Customer behavior can have a significant impact on profitability, and it is logical to ask if we should measure profit at the customer level. While it may seem straightforward, this concept raises complex questions about the impact of customer decisions vs. business decisions and actions made by your organization. For example, if a customer primarily buys clearance product, are they a good or bad customer? At first blush, they may generate low or negative margin via their purchases. But the reason that product is on clearance is that it didn’t sell at full price. Is that the clearance buyer’s fault? Further, if they don’t buy it, how much more will it cost to liquidate? Did that clearance purchase actually just save you money?

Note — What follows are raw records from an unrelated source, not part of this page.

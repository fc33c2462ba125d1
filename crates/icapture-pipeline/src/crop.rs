use crate::error::{PipelineError, Result};
use bytes::Bytes;
use icapture_types::BoundingBox;
use image::codecs::jpeg::JpegEncoder;
use image::ImageFormat;

/// 按检测框外扩 `margin` 裁剪骑手区域并重新编码为 JPEG
pub fn crop_rider(jpeg: &[u8], region: &BoundingBox, margin: f32, quality: u8) -> Result<Bytes> {
    let img = image::load_from_memory_with_format(jpeg, ImageFormat::Jpeg)?;

    let (x, y, w, h) = region
        .expand_clamped(margin, img.width(), img.height())
        .ok_or(PipelineError::EmptyRegion)?;
    let cropped = img.crop_imm(x, y, w, h);

    let mut buf = Vec::new();
    let encoder = JpegEncoder::new_with_quality(&mut buf, quality.clamp(1, 100));
    cropped.write_with_encoder(encoder)?;

    Ok(Bytes::from(buf))
}

#[cfg(test)]
mod tests {
    use super::*;
    use image::{GenericImageView, RgbImage};

    fn test_jpeg(width: u32, height: u32) -> Vec<u8> {
        let img = RgbImage::from_fn(width, height, |x, y| image::Rgb([(x % 256) as u8, (y % 256) as u8, 90]));
        let mut buf = Vec::new();
        JpegEncoder::new_with_quality(&mut buf, 90)
            .encode_image(&img)
            .unwrap();
        buf
    }

    #[test]
    fn test_crop_expands_region() {
        let jpeg = test_jpeg(200, 100);
        let region = BoundingBox::new(50.0, 20.0, 40.0, 50.0);

        let cropped = crop_rider(&jpeg, &region, 0.1, 85).unwrap();
        let decoded = image::load_from_memory(&cropped).unwrap();
        assert_eq!(decoded.dimensions(), (48, 60));
    }

    #[test]
    fn test_crop_clamped_to_frame() {
        let jpeg = test_jpeg(100, 100);
        let region = BoundingBox::new(80.0, 80.0, 40.0, 40.0);

        let cropped = crop_rider(&jpeg, &region, 0.1, 85).unwrap();
        let decoded = image::load_from_memory(&cropped).unwrap();
        assert_eq!(decoded.dimensions(), (24, 24));
    }

    #[test]
    fn test_region_outside_frame() {
        let jpeg = test_jpeg(100, 100);
        let region = BoundingBox::new(300.0, 300.0, 10.0, 10.0);
        assert!(matches!(
            crop_rider(&jpeg, &region, 0.1, 85),
            Err(PipelineError::EmptyRegion)
        ));
    }

    #[test]
    fn test_invalid_jpeg() {
        let region = BoundingBox::new(0.0, 0.0, 10.0, 10.0);
        assert!(matches!(
            crop_rider(b"not an image", &region, 0.1, 85),
            Err(PipelineError::Image(_))
        ));
    }
}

All businesses have examples like these, and it is important to carefully analyze root causes of customer profit variances. Further, studying differences in customer profitability can yield a lot of insight about your business. Accordingly, an additional KPI that can be important to track is:
- Customer Margin Contribution
This is computed differently from one business to another, but the concept is to capture elements of net profit that are attributable to customers, such as product cost, discounts, costs of returns and cancellations, service fulfillment, customer support, ship-to-home costs, and loyalty program benefits. Some organizations attribute direct marketing costs to customers, others consider those company decisions. Allocations such as channel costs, labor, store overhead, paid media, and other operating costs not directly attributable to a customer can be problematic and should be avoided.

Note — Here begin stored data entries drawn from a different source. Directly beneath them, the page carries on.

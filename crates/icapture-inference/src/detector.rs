use crate::error::InferenceError;
use crate::plate::normalize_confidence;
use async_trait::async_trait;
use bytes::Bytes;
use icapture_config::{DetectorBackend, DetectorConfig};
use icapture_types::{BoundingBox, Detection, Frame, ViolationType};
use reqwest::header::CONTENT_TYPE;
use serde::Deserialize;
use std::sync::Arc;
use tracing::{debug, info};

/// 头盔检测器
#[async_trait]
pub trait Detector: Send + Sync {
    /// 检测一帧，返回所有目标（可能为空）
    async fn detect(&self, frame: &Frame) -> Result<Vec<Detection>, InferenceError>;

    /// 后端名称
    fn name(&self) -> &str;
}

/// 按配置创建检测器
pub fn build_detector(config: &DetectorConfig) -> Result<Arc<dyn Detector>, InferenceError> {
    let detector: Arc<dyn Detector> = match config.backend {
        DetectorBackend::Local => Arc::new(LocalDetector::new(config)?),
        DetectorBackend::Cloud => Arc::new(CloudDetector::new(config)?),
    };
    info!(backend = detector.name(), endpoint = %config.endpoint, "Detector ready");
    Ok(detector)
}

#[derive(Debug, Deserialize)]
struct PredictionResponse {
    #[serde(default)]
    predictions: Vec<Prediction>,
}

#[derive(Debug, Deserialize)]
struct Prediction {
    class: String,
    confidence: f32,
    x: f32,
    y: f32,
    width: f32,
    height: f32,
    #[serde(default)]
    tracker_id: Option<serde_json::Value>,
}

/// 解析推理服务的预测结果，未知类别被忽略
fn parse_predictions(response: PredictionResponse) -> Vec<Detection> {
    response
        .predictions
        .into_iter()
        .filter_map(|p| {
            let violation_type: ViolationType = match p.class.parse() {
                Ok(t) => t,
                Err(_) => {
                    debug!(class = %p.class, "Ignoring unknown detection class");
                    return None;
                }
            };

            let region = BoundingBox::from_center(p.x, p.y, p.width, p.height);
            let detection =
                Detection::new(violation_type, normalize_confidence(p.confidence), region);

            Some(match p.tracker_id {
                Some(serde_json::Value::String(id)) => detection.with_track_id(id),
                Some(serde_json::Value::Number(id)) => detection.with_track_id(id.to_string()),
                _ => detection,
            })
        })
        .collect()
}

async fn post_image(
    request: reqwest::RequestBuilder,
    image: Bytes,
) -> Result<Vec<Detection>, InferenceError> {
    let response = request
        .header(CONTENT_TYPE, "image/jpeg")
        .body(image)
        .send()
        .await?;

    let status = response.status();
    if !status.is_success() {
        let body = response.text().await.unwrap_or_default();
        return Err(InferenceError::Status {
            status: status.as_u16(),
            body,
        });
    }

    let parsed: PredictionResponse = response
        .json()
        .await
        .map_err(|e| InferenceError::InvalidResponse(e.to_string()))?;
    Ok(parse_predictions(parsed))
}

/// 自建推理服务
pub struct LocalDetector {
    endpoint: String,
    client: reqwest::Client,
}

impl LocalDetector {
    pub fn new(config: &DetectorConfig) -> Result<Self, InferenceError> {
        let client = reqwest::Client::builder()
            .timeout(config.timeout())
            .build()?;
        Ok(Self {
            endpoint: config.endpoint.clone(),
            client,
        })
    }
}

#[async_trait]
impl Detector for LocalDetector {
    async fn detect(&self, frame: &Frame) -> Result<Vec<Detection>, InferenceError> {
        post_image(self.client.post(&self.endpoint), frame.image.clone()).await
    }

    fn name(&self) -> &str {
        "local"
    }
}

/// 托管推理 API，API key 通过查询参数传递
pub struct CloudDetector {
    endpoint: String,
    api_key: String,
    client: reqwest::Client,
}

impl CloudDetector {
    pub fn new(config: &DetectorConfig) -> Result<Self, InferenceError> {
        let api_key = config
            .api_key
            .clone()
            .filter(|k| !k.is_empty())
            .ok_or_else(|| InferenceError::Config("cloud detector requires api_key".to_string()))?;

        let client = reqwest::Client::builder()
            .timeout(config.timeout())
            .build()?;

        Ok(Self {
            endpoint: config.endpoint.clone(),
            api_key,
            client,
        })
    }
}

#[async_trait]
impl Detector for CloudDetector {
    async fn detect(&self, frame: &Frame) -> Result<Vec<Detection>, InferenceError> {
        let request = self
            .client
            .post(&self.endpoint)
            .query(&[("api_key", self.api_key.as_str())]);
        post_image(request, frame.image.clone()).await
    }

    fn name(&self) -> &str {
        "cloud"
    }
}

#[cfg(test)]
mod tests {
    use super::*;

    #[test]
    fn test_parse_predictions() {
        let response: PredictionResponse = serde_json::from_str(
            r#"{
                "time": 0.04,
                "predictions": [
                    {"class": "no_helmet", "confidence": 0.91, "x": 100, "y": 80, "width": 40, "height": 60, "tracker_id": 7},
                    {"class": "with_helmet", "confidence": 0.55, "x": 300, "y": 90, "width": 40, "height": 60},
                    {"class": "motorcycle", "confidence": 0.99, "x": 10, "y": 10, "width": 5, "height": 5}
                ]
            }"#,
        )
        .unwrap();

        let detections = parse_predictions(response);
        assert_eq!(detections.len(), 2);

        let first = &detections[0];
        assert_eq!(first.violation_type, ViolationType::NoHelmet);
        assert_eq!(first.track_id.as_deref(), Some("7"));
        assert_eq!(first.region, BoundingBox::new(80.0, 50.0, 40.0, 60.0));

        assert_eq!(detections[1].violation_type, ViolationType::Compliant);
        assert!(detections[1].track_id.is_none());
    }

    #[test]
    fn test_empty_response() {
        let response: PredictionResponse = serde_json::from_str("{}").unwrap();
        assert!(parse_predictions(response).is_empty());
    }

    #[test]
    fn test_backend_selection() {
        let local = build_detector(&DetectorConfig::default()).unwrap();
        assert_eq!(local.name(), "local");

        let mut cloud = DetectorConfig {
            backend: DetectorBackend::Cloud,
            ..Default::default()
        };
        assert!(matches!(
            build_detector(&cloud),
            Err(InferenceError::Config(_))
        ));

        cloud.api_key = Some("secret".to_string());
        assert_eq!(build_detector(&cloud).unwrap().name(), "cloud");
    }
}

Customer Margin Contribution can be very useful, but because of its complexity, you might start with a simpler computation, such as Customer Net Margin, which is simply price paid (net of all discounts) minus product cost. You can add additional components of variable cost later as you mature your data and reporting capabilities.
PUTTING IT TOGETHER
In summary, businesses should be tracking customer business performance through a minimum of 3 KPIs and 4 dimensions, with an optional 4th KPI measuring a component of profitability. Even with this relatively concise set of variables, a lot of insight will result. The who, where, what, and when dimension questions can be answered with details in your data, ensuring that all purchase data contains the customer (if known), channel, location, product, and date-time details needed. Ideally, these KPIs and dimensions should be easily accessible and explorable through a customer KPI dashboard that enables filtering, drilling, and comparisons across these dimensions. Critical inflection points should be flagged. And as you identify important trouble spots or opportunities, you can charge your data science team with probing for deeper patterns for richer insight.
There are many more customer behaviors we can dig into, such as price sensitivity, mobile and online browsing behavior, engagement with services and customer support, media response, and brand and category propensities. But this starter set will help you understand the fundamental shifts underway in your business as we all navigate these unprecedented times.